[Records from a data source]
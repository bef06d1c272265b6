//! Streaming zip archives of a folder's videos
//!
//! The archive is written by a background task into an in-memory pipe whose
//! read half becomes the HTTP body, so memory use is bounded by the pipe size
//! no matter how large the videos are.

use crate::config::{ArchiveCompression, ArchiveConfig};
use crate::error::{Error, Result};
use crate::graph::{AccessToken, ContentStream, DriveItem, DriveProvider};
use crate::library::LibraryPath;
use crate::media::is_video_file_name;
use async_zip::base::write::ZipFileWriter;
use async_zip::{Compression, ZipEntryBuilder};
use bytes::Bytes;
use futures::StreamExt;
use futures::io::AsyncWriteExt;
use futures::stream::BoxStream;
use std::io;
use std::sync::Arc;
use tokio::task::JoinHandle;
use tokio_util::io::ReaderStream;

/// Zip bytes as they are produced
pub type ArchiveStream = BoxStream<'static, io::Result<Bytes>>;

/// A download ready to be sent
pub struct VideoArchive {
    /// Suggested file name (`<folder>-videos.zip`)
    pub file_name: String,
    /// Archive body
    pub stream: ArchiveStream,
}

/// Totals for one finished archive
#[derive(Debug, Default, Clone, Copy, PartialEq, Eq)]
pub struct ArchiveSummary {
    /// Videos written
    pub entries: usize,
    /// Videos skipped (no download URL, or the fetch failed)
    pub skipped: usize,
    /// Uncompressed bytes written
    pub bytes: u64,
}

/// Download file name for a library path
///
/// ```
/// use cinesphere::archive::archive_file_name;
/// use cinesphere::library::LibraryPath;
///
/// let path = LibraryPath::parse("Series/Alien Earth").unwrap();
/// assert_eq!(archive_file_name(&path), "Series-Alien Earth-videos.zip");
/// assert_eq!(archive_file_name(&LibraryPath::root()), "library-videos.zip");
/// ```
pub fn archive_file_name(relative: &LibraryPath) -> String {
    let base = if relative.is_root() {
        "library".to_string()
    } else {
        relative.as_string()
    };

    let base: String = base
        .chars()
        .filter(|c| *c != '"')
        .map(|c| if c == '/' || c == '\\' { '-' } else { c })
        .collect();

    format!("{base}-videos.zip")
}

/// `Content-Disposition` value for an attachment.
///
/// Non-ASCII names get an ASCII fallback in `filename` plus the exact name in
/// `filename*`.
pub fn content_disposition(file_name: &str) -> String {
    if file_name.is_ascii() {
        return format!("attachment; filename=\"{file_name}\"");
    }

    let fallback: String = file_name
        .chars()
        .map(|c| if c.is_ascii() { c } else { '_' })
        .collect();

    format!(
        "attachment; filename=\"{fallback}\"; filename*=UTF-8''{}",
        urlencoding::encode(file_name)
    )
}

impl From<ArchiveCompression> for Compression {
    fn from(value: ArchiveCompression) -> Self {
        match value {
            ArchiveCompression::Stored => Compression::Stored,
            ArchiveCompression::Deflate => Compression::Deflate,
        }
    }
}

/// Stream a zip of every video below `root_full_path`.
///
/// The root folder is listed before anything is spawned, so a bad path fails
/// here. Anything that goes wrong later is logged and ends the stream with an
/// error.
pub async fn stream_folder_videos(
    provider: Arc<dyn DriveProvider>,
    token: AccessToken,
    root_full_path: String,
    config: &ArchiveConfig,
) -> Result<ArchiveStream> {
    let root_items = provider.list_children(&token, &root_full_path).await?;

    let (writer, reader) = tokio::io::duplex(config.pipe_buffer_bytes.max(1));
    let compression = Compression::from(config.compression);

    let handle: JoinHandle<Result<ArchiveSummary>> = tokio::spawn(async move {
        let result = write_archive(
            provider.as_ref(),
            &token,
            &root_full_path,
            root_items,
            writer,
            compression,
        )
        .await;

        match &result {
            Ok(summary) => tracing::info!(
                path = %root_full_path,
                entries = summary.entries,
                skipped = summary.skipped,
                bytes = summary.bytes,
                "Archive finished"
            ),
            Err(e) if is_disconnect(e) => {
                tracing::info!(
                    path = %root_full_path,
                    "Client disconnected during archive download"
                )
            }
            Err(e) => tracing::error!(path = %root_full_path, error = %e, "Archive failed"),
        }

        result
    });

    // Surface a failed writer to the HTTP layer once the pipe drains
    let tail = futures::stream::once(async move {
        match handle.await {
            Ok(Ok(_)) => None,
            Ok(Err(e)) => Some(Err(io::Error::other(e.to_string()))),
            Err(e) => Some(Err(io::Error::other(e))),
        }
    })
    .filter_map(futures::future::ready);

    Ok(ReaderStream::new(reader).chain(tail).boxed())
}

/// Depth-first walk in listing order; a folder's contents follow the folder
async fn write_archive<W>(
    provider: &dyn DriveProvider,
    token: &AccessToken,
    root_full_path: &str,
    root_items: Vec<DriveItem>,
    writer: W,
    compression: Compression,
) -> Result<ArchiveSummary>
where
    W: tokio::io::AsyncWrite + Unpin,
{
    let mut zip = ZipFileWriter::with_tokio(writer);
    let mut summary = ArchiveSummary::default();

    // (relative prefix, remaining items of that folder)
    let mut stack: Vec<(String, std::vec::IntoIter<DriveItem>)> =
        vec![(String::new(), root_items.into_iter())];

    while let Some((prefix, items)) = stack.last_mut() {
        let Some(item) = items.next() else {
            stack.pop();
            continue;
        };

        let relative = if prefix.is_empty() {
            item.name.clone()
        } else {
            format!("{}/{}", prefix, item.name)
        };

        if item.is_folder() {
            let folder_full_path = format!("{root_full_path}/{relative}");
            let children = provider.list_children(token, &folder_full_path).await?;
            tracing::debug!(
                path = %folder_full_path,
                children = children.len(),
                "Descending into folder"
            );
            stack.push((relative, children.into_iter()));
            continue;
        }

        if !item.is_file() || !is_video_file_name(&item.name) {
            continue;
        }

        let Some(url) = item.download_url.as_deref() else {
            tracing::warn!(entry = %relative, "Video has no download URL, skipping");
            summary.skipped += 1;
            continue;
        };

        let content = match provider.open_content(url).await {
            Ok(content) => content,
            Err(e) => {
                tracing::warn!(entry = %relative, error = %e, "Failed to fetch video, skipping");
                summary.skipped += 1;
                continue;
            }
        };

        let written = write_entry(&mut zip, relative.clone(), content, compression).await?;
        tracing::debug!(entry = %relative, bytes = written, "Added archive entry");

        summary.entries += 1;
        summary.bytes += written;
    }

    zip.close().await?;
    Ok(summary)
}

async fn write_entry<W>(
    zip: &mut ZipFileWriter<W>,
    name: String,
    mut content: ContentStream,
    compression: Compression,
) -> Result<u64>
where
    W: futures::io::AsyncWrite + Unpin,
{
    let mut entry = zip
        .write_entry_stream(ZipEntryBuilder::new(name.into(), compression))
        .await?;

    let mut written = 0u64;
    while let Some(chunk) = content.next().await {
        let chunk = chunk?;
        entry.write_all(&chunk).await?;
        written += chunk.len() as u64;
    }

    entry.close().await?;
    Ok(written)
}

fn is_disconnect(error: &Error) -> bool {
    let io_error = match error {
        Error::Io(e) => e,
        Error::Archive(async_zip::error::ZipError::UpstreamReadError(e)) => e,
        _ => return false,
    };
    matches!(
        io_error.kind(),
        io::ErrorKind::BrokenPipe | io::ErrorKind::ConnectionReset
    )
}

ACTION ITEM = Your reply must repeat the entries above exactly and in full.

ANSWER SPACE =
repository bef06d1c272265b6
//! Streaming zip archives of a folder's videos
//!
//! The archive is written by a background task into an in-memory pipe whose
//! read half becomes the HTTP body, so memory use is bounded by the pipe size
//! no matter how large the videos are.

use crate::config::{ArchiveCompression, ArchiveConfig};
use crate::error::{Error, Result};
use crate::graph::{AccessToken, ContentStream, DriveItem, DriveProvider};
use crate::library::LibraryPath;
use crate::media::is_video_file_name;
use async_zip::base::write::ZipFileWriter;
use async_zip::{Compression, ZipEntryBuilder};
use bytes::Bytes;
use futures::StreamExt;
use futures::io::AsyncWriteExt;
use futures::stream::BoxStream;
use std::io;
use std::sync::Arc;
use tokio::task::JoinHandle;
use tokio_util::io::ReaderStream;

/// Zip bytes as they are produced
pub type ArchiveStream = BoxStream<'static, io::Result<Bytes>>;

/// A download ready to be sent
pub struct VideoArchive {
    /// Suggested file name (`<folder>-videos.zip`)
    pub file_name: String,
    /// Archive body
    pub stream: ArchiveStream,
}

/// Totals for one finished archive
#[derive(Debug, Default, Clone, Copy, PartialEq, Eq)]
pub struct ArchiveSummary {
    /// Videos written
    pub entries: usize,
    /// Videos skipped (no download URL, or the fetch failed)
    pub skipped: usize,
    /// Uncompressed bytes written
    pub bytes: u64,
}

/// Download file name for a library path
///
/// ```
/// use cinesphere::archive::archive_file_name;
/// use cinesphere::library::LibraryPath;
///
/// let path = LibraryPath::parse("Series/Alien Earth").unwrap();
/// assert_eq!(archive_file_name(&path), "Series-Alien Earth-videos.zip");
/// assert_eq!(archive_file_name(&LibraryPath::root()), "library-videos.zip");
/// ```
pub fn archive_file_name(relative: &LibraryPath) -> String {
    let base = if relative.is_root() {
        "library".to_string()
    } else {
        relative.as_string()
    };

    let base: String = base
        .chars()
        .filter(|c| *c != '"')
        .map(|c| if c == '/' || c == '\\' { '-' } else { c })
        .collect();

    format!("{base}-videos.zip")
}

/// `Content-Disposition` value for an attachment.
///
/// Non-ASCII names get an ASCII fallback in `filename` plus the exact name in
/// `filename*`.
pub fn content_disposition(file_name: &str) -> String {
    if file_name.is_ascii() {
        return format!("attachment; filename=\"{file_name}\"");
    }

    let fallback: String = file_name
        .chars()
        .map(|c| if c.is_ascii() { c } else { '_' })
        .collect();

    format!(
        "attachment; filename=\"{fallback}\"; filename*=UTF-8''{}",
        urlencoding::encode(file_name)
    )
}

impl From<ArchiveCompression> for Compression {
    fn from(value: ArchiveCompression) -> Self {
        match value {
            ArchiveCompression::Stored => Compression::Stored,
            ArchiveCompression::Deflate => Compression::Deflate,
        }
    }
}

/// Stream a zip of every video below `root_full_path`.
///
/// The root folder is listed before anything is spawned, so a bad path fails
/// here. Anything that goes wrong later is logged and ends the stream with an
/// error.
pub async fn stream_folder_videos(
    provider: Arc<dyn DriveProvider>,
    token: AccessToken,
    root_full_path: String,
    config: &ArchiveConfig,
) -> Result<ArchiveStream> {
    let root_items = provider.list_children(&token, &root_full_path).await?;

    let (writer, reader) = tokio::io::duplex(config.pipe_buffer_bytes.max(1));
    let compression = Compression::from(config.compression);

    let handle: JoinHandle<Result<ArchiveSummary>> = tokio::spawn(async move {
        let result = write_archive(
            provider.as_ref(),
            &token,
            &root_full_path,
            root_items,
            writer,
            compression,
        )
        .await;

        match &result {
            Ok(summary) => tracing::info!(
                path = %root_full_path,
                entries = summary.entries,
                skipped = summary.skipped,
                bytes = summary.bytes,
                "Archive finished"
            ),
            Err(e) if is_disconnect(e) => {
                tracing::info!(
                    path = %root_full_path,
                    "Client disconnected during archive download"
                )
            }
            Err(e) => tracing::error!(path = %root_full_path, error = %e, "Archive failed"),
        }

        result
    });

    // Surface a failed writer to the HTTP layer once the pipe drains
    let tail = futures::stream::once(async move {
        match handle.await {
            Ok(Ok(_)) => None,
            Ok(Err(e)) => Some(Err(io::Error::other(e.to_string()))),
            Err(e) => Some(Err(io::Error::other(e))),
        }
    })
    .filter_map(futures::future::ready);

    Ok(ReaderStream::new(reader).chain(tail).boxed())
}

/// Depth-first walk in listing order; a folder's contents follow the folder
async fn write_archive<W>(
    provider: &dyn DriveProvider,
    token: &AccessToken,
    root_full_path: &str,
    root_items: Vec<DriveItem>,
    writer: W,
    compression: Compression,
) -> Result<ArchiveSummary>
where
    W: tokio::io::AsyncWrite + Unpin,
{
    let mut zip = ZipFileWriter::with_tokio(writer);
    let mut summary = ArchiveSummary::default();

    // (relative prefix, remaining items of that folder)
    let mut stack: Vec<(String, std::vec::IntoIter<DriveItem>)> =
        vec![(String::new(), root_items.into_iter())];

    while let Some((prefix, items)) = stack.last_mut() {
        let Some(item) = items.next() else {
            stack.pop();
            continue;
        };

        let relative = if prefix.is_empty() {
            item.name.clone()
        } else {
            format!("{}/{}", prefix, item.name)
        };

        if item.is_folder() {
            let folder_full_path = format!("{root_full_path}/{relative}");
            let children = provider.list_children(token, &folder_full_path).await?;
            tracing::debug!(
                path = %folder_full_path,
                children = children.len(),
                "Descending into folder"
            );
            stack.push((relative, children.into_iter()));
            continue;
        }

        if !item.is_file() || !is_video_file_name(&item.name) {
            continue;
        }

        let Some(url) = item.download_url.as_deref() else {
            tracing::warn!(entry = %relative, "Video has no download URL, skipping");
            summary.skipped += 1;
            continue;
        };

        let content = match provider.open_content(url).await {
            Ok(content) => content,
            Err(e) => {
                tracing::warn!(entry = %relative, error = %e, "Failed to fetch video, skipping");
                summary.skipped += 1;
                continue;
            }
        };

        let written = write_entry(&mut zip, relative.clone(), content, compression).await?;
        tracing::debug!(entry = %relative, bytes = written, "Added archive entry");

        summary.entries += 1;
        summary.bytes += written;
    }

    zip.close().await?;
    Ok(summary)
}

async fn write_entry<W>(
    zip: &mut ZipFileWriter<W>,
    name: String,
    mut content: ContentStream,
    compression: Compression,
) -> Result<u64>
where
    W: futures::io::AsyncWrite + Unpin,
{
    let mut entry = zip
        .write_entry_stream(ZipEntryBuilder::new(name.into(), compression))
        .await?;

    let mut written = 0u64;
    while let Some(chunk) = content.next().await {
        let chunk = chunk?;
        entry.write_all(&chunk).await?;
        written += chunk.len() as u64;
    }

    entry.close().await?;
    Ok(written)
}

fn is_disconnect(error: &Error) -> bool {
    let io_error = match error {
        Error::Io(e) => e,
        Error::Archive(async_zip::error::ZipError::UpstreamReadError(e)) => e,
        _ => return false,
    };
    matches!(
        io_error.kind(),
        io::ErrorKind::BrokenPipe | io::ErrorKind::ConnectionReset
    )
}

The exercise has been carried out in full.